::: AVAILABLE RECORDS

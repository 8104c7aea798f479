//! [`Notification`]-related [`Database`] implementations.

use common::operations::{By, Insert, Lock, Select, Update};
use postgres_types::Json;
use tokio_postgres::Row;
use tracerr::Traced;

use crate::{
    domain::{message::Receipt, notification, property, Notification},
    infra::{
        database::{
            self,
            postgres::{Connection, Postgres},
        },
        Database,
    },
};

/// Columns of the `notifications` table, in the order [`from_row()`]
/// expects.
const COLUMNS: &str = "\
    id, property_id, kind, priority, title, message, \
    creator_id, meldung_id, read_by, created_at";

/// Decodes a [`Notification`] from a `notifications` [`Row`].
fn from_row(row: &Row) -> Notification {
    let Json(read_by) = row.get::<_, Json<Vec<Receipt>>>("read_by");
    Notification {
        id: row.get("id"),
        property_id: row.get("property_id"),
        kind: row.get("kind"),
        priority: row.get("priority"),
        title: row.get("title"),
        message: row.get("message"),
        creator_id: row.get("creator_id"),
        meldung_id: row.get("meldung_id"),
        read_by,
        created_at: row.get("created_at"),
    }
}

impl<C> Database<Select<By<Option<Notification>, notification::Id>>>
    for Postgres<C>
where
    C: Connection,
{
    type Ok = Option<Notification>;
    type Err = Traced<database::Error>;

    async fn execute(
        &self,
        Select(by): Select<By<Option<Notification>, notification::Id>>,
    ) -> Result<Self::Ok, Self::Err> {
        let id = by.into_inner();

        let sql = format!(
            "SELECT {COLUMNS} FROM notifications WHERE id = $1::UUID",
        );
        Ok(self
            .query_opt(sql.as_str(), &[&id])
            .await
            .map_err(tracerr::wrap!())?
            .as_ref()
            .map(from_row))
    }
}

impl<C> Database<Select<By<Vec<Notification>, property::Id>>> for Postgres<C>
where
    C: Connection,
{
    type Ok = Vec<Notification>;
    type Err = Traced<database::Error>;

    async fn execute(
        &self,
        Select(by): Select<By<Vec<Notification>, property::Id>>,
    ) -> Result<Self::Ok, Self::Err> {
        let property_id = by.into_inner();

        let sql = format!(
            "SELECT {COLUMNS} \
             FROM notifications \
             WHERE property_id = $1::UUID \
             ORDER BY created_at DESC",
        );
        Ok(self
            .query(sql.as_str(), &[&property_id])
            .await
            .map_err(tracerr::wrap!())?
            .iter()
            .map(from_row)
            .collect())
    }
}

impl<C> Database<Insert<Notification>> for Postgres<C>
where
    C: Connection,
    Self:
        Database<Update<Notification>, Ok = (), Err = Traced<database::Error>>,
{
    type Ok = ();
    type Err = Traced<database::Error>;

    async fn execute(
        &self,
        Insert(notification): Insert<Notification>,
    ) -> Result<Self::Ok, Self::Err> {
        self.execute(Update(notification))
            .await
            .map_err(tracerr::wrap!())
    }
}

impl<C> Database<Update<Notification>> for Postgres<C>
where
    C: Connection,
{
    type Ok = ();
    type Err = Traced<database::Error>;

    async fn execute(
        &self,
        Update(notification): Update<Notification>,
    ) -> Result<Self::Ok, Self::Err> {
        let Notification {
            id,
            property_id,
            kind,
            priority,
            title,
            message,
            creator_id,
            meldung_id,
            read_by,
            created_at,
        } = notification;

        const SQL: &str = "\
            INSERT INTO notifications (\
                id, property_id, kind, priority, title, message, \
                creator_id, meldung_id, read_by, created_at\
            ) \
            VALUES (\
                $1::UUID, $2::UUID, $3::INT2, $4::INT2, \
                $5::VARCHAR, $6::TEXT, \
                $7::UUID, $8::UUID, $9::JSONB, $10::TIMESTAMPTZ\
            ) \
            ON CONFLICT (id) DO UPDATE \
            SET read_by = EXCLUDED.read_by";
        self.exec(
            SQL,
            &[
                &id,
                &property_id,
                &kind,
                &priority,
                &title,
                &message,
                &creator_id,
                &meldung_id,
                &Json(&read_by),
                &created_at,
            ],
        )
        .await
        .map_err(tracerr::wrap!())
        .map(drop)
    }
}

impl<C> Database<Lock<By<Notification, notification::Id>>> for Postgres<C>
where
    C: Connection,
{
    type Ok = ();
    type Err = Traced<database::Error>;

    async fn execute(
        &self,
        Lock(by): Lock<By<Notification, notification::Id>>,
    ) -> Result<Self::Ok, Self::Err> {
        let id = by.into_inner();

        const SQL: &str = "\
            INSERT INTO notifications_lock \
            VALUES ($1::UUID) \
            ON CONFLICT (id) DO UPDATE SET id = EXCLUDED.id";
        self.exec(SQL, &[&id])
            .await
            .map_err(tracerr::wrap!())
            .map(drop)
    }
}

::::::
::: AVAILABLE RECORDS

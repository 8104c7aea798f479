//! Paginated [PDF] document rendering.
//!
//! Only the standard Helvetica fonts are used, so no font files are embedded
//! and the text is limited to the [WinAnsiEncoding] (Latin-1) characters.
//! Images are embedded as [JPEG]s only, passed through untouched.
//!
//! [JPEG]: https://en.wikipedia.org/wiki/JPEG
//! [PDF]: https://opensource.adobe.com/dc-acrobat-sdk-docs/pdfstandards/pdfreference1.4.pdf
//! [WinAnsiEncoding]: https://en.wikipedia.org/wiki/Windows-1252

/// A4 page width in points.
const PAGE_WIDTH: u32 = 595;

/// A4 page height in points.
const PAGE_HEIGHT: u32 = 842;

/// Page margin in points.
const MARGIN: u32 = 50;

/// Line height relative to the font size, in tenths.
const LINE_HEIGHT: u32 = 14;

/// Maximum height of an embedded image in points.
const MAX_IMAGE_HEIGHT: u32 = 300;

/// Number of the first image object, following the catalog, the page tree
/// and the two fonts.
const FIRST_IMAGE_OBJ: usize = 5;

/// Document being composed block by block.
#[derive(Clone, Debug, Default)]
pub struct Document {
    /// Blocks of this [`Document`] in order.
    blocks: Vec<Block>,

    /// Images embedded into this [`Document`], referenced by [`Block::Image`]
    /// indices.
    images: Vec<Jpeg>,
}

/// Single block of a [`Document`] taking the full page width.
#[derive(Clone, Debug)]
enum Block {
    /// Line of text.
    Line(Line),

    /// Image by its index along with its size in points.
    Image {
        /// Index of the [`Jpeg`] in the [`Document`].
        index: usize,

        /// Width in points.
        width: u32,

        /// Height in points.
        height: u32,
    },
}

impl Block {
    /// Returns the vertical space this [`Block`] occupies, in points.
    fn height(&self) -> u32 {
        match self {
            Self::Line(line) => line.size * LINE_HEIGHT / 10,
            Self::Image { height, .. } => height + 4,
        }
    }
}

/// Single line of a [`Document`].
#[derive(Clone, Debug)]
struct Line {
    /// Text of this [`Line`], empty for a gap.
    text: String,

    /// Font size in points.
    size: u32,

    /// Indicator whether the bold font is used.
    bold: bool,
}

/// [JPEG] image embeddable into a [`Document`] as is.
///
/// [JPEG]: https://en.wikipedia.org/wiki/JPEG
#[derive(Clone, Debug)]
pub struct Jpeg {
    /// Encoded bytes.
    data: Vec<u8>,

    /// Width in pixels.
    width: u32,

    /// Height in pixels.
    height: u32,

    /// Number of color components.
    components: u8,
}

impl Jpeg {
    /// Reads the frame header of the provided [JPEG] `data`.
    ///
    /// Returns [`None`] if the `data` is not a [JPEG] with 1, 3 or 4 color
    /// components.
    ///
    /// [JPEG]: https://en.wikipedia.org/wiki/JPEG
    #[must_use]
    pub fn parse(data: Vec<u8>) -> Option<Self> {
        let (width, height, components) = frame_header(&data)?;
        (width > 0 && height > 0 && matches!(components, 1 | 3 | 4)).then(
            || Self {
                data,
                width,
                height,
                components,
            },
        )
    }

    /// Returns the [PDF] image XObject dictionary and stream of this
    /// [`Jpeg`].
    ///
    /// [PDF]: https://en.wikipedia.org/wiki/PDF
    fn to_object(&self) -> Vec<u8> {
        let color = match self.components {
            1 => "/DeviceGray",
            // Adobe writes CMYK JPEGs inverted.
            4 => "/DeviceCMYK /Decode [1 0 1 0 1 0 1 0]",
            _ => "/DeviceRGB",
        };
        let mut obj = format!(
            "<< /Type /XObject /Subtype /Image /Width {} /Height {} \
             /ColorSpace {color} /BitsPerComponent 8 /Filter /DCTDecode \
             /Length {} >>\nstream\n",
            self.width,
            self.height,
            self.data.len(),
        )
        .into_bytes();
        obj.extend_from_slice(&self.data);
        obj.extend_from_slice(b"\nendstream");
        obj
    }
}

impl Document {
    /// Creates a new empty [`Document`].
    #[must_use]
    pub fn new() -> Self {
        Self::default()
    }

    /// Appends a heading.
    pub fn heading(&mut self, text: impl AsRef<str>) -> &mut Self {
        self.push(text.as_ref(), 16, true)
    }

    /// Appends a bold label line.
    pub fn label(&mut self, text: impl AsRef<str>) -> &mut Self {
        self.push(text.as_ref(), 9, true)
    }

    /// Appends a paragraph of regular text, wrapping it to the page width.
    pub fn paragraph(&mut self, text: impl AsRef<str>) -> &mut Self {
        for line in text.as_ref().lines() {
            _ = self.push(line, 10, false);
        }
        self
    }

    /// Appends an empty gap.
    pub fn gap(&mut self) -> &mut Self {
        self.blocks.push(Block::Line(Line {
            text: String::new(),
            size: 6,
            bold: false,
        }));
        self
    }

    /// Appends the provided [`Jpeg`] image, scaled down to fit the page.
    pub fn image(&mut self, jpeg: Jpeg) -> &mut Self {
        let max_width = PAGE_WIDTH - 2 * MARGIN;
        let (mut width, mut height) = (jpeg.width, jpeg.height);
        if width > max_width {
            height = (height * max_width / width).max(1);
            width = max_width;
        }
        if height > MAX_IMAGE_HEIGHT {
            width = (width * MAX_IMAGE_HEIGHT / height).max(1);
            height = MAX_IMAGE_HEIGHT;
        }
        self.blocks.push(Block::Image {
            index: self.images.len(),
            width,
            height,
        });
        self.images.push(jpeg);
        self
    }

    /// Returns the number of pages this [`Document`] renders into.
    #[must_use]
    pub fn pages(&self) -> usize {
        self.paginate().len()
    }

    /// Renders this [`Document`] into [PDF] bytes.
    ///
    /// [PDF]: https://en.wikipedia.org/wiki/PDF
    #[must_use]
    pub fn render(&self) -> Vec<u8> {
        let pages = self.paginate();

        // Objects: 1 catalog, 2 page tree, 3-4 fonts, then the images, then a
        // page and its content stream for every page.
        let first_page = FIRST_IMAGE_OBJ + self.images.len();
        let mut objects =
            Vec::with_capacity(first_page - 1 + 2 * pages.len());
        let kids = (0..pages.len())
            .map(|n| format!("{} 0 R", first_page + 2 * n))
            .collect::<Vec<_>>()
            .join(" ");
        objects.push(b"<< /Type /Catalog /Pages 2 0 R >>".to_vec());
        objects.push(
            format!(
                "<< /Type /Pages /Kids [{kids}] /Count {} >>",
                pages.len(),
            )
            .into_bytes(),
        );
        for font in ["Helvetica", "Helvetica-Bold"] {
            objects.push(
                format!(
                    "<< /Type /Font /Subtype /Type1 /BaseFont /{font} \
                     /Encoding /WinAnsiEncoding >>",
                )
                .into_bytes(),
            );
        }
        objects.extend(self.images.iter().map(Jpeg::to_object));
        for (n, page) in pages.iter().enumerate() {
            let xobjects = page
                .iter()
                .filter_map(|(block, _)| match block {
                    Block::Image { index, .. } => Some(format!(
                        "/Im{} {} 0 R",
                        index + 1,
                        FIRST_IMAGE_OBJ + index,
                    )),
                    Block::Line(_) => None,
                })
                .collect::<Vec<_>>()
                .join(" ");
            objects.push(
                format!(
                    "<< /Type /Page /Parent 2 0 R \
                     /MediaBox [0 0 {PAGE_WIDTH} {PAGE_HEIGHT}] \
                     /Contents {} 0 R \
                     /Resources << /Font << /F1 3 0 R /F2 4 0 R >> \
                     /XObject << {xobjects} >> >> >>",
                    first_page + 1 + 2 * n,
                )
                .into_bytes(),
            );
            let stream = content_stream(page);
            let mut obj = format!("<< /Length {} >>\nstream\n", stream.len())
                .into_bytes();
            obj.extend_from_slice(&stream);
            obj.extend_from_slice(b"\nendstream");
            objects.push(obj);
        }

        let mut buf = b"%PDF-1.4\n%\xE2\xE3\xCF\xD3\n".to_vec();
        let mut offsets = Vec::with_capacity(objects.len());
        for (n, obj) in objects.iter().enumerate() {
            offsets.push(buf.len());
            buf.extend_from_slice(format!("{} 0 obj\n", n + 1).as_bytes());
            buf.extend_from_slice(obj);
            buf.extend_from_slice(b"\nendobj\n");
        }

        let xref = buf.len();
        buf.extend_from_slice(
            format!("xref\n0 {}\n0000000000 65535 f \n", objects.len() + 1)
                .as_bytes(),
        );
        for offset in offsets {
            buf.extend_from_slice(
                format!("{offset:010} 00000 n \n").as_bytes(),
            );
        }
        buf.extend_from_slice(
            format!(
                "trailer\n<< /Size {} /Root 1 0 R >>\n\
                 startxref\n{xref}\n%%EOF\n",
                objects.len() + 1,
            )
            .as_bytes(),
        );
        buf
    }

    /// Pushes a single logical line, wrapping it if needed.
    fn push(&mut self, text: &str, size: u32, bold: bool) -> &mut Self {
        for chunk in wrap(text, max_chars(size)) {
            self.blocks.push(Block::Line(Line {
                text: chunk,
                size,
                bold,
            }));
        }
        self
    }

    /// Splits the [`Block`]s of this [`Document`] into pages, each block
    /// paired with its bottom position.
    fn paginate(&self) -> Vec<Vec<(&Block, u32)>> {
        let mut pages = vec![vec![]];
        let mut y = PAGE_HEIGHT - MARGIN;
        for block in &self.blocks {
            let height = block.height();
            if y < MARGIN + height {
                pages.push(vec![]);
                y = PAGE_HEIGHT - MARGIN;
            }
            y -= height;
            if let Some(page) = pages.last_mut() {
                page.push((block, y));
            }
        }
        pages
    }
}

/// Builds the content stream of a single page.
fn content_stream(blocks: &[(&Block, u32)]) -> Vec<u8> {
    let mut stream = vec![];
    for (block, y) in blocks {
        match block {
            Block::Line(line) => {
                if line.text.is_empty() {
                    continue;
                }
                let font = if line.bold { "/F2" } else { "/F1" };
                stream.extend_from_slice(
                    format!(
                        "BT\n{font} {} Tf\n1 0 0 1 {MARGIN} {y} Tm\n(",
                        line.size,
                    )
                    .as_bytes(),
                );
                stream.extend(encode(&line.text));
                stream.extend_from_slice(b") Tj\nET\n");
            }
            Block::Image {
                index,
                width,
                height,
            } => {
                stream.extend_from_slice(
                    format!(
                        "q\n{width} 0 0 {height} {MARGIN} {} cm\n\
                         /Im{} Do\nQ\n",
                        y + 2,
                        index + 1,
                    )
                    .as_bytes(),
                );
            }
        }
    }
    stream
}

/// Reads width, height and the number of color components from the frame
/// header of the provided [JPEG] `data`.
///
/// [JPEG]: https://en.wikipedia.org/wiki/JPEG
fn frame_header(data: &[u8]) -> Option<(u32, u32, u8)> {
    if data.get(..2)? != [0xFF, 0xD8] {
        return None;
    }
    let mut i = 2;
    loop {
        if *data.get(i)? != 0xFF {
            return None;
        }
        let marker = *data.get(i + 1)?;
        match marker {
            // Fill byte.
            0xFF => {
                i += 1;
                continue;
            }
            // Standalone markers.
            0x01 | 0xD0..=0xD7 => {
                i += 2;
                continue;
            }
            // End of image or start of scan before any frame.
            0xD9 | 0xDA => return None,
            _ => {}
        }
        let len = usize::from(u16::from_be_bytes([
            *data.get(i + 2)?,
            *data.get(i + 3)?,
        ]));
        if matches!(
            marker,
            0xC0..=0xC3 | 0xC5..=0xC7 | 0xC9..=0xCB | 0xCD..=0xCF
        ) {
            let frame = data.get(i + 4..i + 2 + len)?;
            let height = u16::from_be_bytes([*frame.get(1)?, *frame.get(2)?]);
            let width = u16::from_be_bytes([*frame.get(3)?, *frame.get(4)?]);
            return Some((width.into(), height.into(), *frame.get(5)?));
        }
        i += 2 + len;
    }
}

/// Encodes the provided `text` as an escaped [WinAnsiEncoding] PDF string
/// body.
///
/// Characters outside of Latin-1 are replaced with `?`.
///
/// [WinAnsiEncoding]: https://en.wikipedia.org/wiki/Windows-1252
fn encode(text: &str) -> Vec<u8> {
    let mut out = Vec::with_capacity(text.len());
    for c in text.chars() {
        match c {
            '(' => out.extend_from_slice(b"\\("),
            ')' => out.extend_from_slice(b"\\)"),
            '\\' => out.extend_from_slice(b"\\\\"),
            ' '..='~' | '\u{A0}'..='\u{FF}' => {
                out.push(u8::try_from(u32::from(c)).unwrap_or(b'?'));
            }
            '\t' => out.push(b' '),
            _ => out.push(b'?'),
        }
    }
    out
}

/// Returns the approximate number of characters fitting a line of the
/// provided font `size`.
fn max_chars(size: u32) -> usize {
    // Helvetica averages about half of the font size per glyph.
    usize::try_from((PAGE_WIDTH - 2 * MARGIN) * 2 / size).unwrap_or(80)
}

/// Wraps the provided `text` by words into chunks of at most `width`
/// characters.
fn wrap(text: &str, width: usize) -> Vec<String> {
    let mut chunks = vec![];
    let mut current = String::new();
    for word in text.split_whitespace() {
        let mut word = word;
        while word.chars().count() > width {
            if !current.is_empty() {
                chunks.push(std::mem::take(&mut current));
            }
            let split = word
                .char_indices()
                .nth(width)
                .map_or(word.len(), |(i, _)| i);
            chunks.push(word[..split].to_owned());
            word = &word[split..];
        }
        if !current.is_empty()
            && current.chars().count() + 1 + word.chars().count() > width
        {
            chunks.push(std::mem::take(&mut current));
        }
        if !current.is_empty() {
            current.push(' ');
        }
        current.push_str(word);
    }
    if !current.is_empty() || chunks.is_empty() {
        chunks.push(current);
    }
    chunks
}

::::::

**ABOUT THIS TASK:** Copy the entries above exactly, but only from the line holding "Self::default()" through the line holding "the page width.", both included.

**TASK SOLUTION:**
        Self::default()
    }

    /// Appends a heading.
    pub fn heading(&mut self, text: impl AsRef<str>) -> &mut Self {
        self.push(text.as_ref(), 16, true)
    }

    /// Appends a bold label line.
    pub fn label(&mut self, text: impl AsRef<str>) -> &mut Self {
        self.push(text.as_ref(), 9, true)
    }

    /// Appends a paragraph of regular text, wrapping it to the page width.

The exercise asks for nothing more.